The Great Indian Bunker


Much of the general college-going crowd takes perverted pride in bunking college, the so-called crucible of learning. The question “How was your day in college today??” will get you an admonishing stare for asking such a ridiculous question; followed by the standard reply “Arre, attend kaun karta hai?” replete with a smug smile.
There is a fixed order of hierarchy among those who bunk college too. Those who invest their time [and money too] in lounging within the not-so-cheap confines of CCD are looked upon with a mixture of awe and jealousy by the average Joe who has spent his day in the college canteen [hope the guy ain’t in Sathaye], avoiding the loving stares of the canteen kakas. The CCD and Mocha group in turn are overshadowed substantially by those who bunk college to watch movies. This group [a pack of rich hounds would be more fitting] is often under the impression; unfortunately though; that their group has all the possible permutations and combinations of cool dudes n dudettes [is that a noun?]. You’ll find many of these dudes n dudettes actively participating in the Valentine’s Day celebrations [Don’t ask me how].

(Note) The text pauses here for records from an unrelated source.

use futures::future::join_all;
use serde::Serialize;
use std::collections::HashSet;
use tracing::{debug, instrument};

use super::Lineage;
use crate::constants::standings::{RUNNER_UP, WINNER};
use crate::models::{EntityId, LeagueView, Standings, TeamView};
use crate::store::Database;

/// Editions an identity group won and finished second in, each by ascending year
#[derive(Debug, Clone, Default, PartialEq, Serialize)]
pub struct EditionHistory {
    pub won: Vec<LeagueView>,
    #[serde(rename = "runnerUp")]
    pub runner_up: Vec<LeagueView>,
}

/// Response body of the team history lookup
#[derive(Debug, Clone, PartialEq, Serialize)]
pub struct TeamHistory {
    pub team: TeamView,
    #[serde(rename = "currentName")]
    pub current_name: String,
    pub members: Vec<TeamView>,
    pub won: Vec<LeagueView>,
    #[serde(rename = "runnerUp")]
    pub runner_up: Vec<LeagueView>,
}

/// Splits `editions` into won and runner-up sets for the group `member_ids`.
///
/// An edition reached through several members is counted once. With joint
/// winners an edition lands in `won` for both sharing teams and has no
/// runner-up entry.
pub fn split_history(member_ids: &HashSet<EntityId>, editions: Vec<LeagueView>) -> EditionHistory {
    let mut seen = HashSet::new();
    let mut unique: Vec<LeagueView> = editions
        .into_iter()
        .filter(|e| seen.insert(e.id.clone()))
        .collect();
    unique.sort_by_key(|e| e.year);

    let mut history = EditionHistory::default();
    for edition in unique {
        let won = edition.placed_any(member_ids, WINNER);
        let second = edition.placed_any(member_ids, RUNNER_UP);
        match (won, second) {
            (true, true) => {
                history.won.push(edition.clone());
                history.runner_up.push(edition);
            }
            (true, false) => history.won.push(edition),
            (false, true) => history.runner_up.push(edition),
            (false, false) => {}
        }
    }
    history
}

/// Collects the editions of every lineage member concurrently and splits them.
#[instrument(skip(db, lineage), fields(team = %lineage.team.id, members = lineage.members.len()))]
pub async fn aggregate(db: &Database, lineage: &Lineage) -> EditionHistory {
    let per_member = join_all(
        lineage
            .members
            .iter()
            .map(|member| db.list_leagues_by_team(&member.id)),
    )
    .await;

    let editions: Vec<LeagueView> = per_member.into_iter().flatten().collect();
    debug!(
        "Fetched {} edition entries across the lineage",
        editions.len()
    );
    split_history(&lineage.member_ids(), editions)
}

impl TeamHistory {
    /// Populates the lineage members and aggregates their editions
    pub async fn build(db: &Database, lineage: Lineage) -> Self {
        let history = aggregate(db, &lineage).await;
        let current_name = lineage.current_name().to_string();

        let mut members = Vec::with_capacity(lineage.members.len());
        for member in lineage.members {
            members.push(db.populate_team(member).await);
        }

        TeamHistory {
            team: db.populate_team(lineage.team).await,
            current_name,
            members,
            won: history.won,
            runner_up: history.runner_up,
        }
    }
}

As for me, I am in none of these groups. I am in the almost extinct group of those who don’t bother to go to college. Though I may say that there has occurred a population explosion in this group, ever since the CET classes have commenced. I often find myself listening to a stream of complaints which sound something like this, “Aaj Rathi Sir ne reactions 15 baar likhne ko bola.”
I finally find myself satisfied for having told the as yet untold story of the great Indian bunker.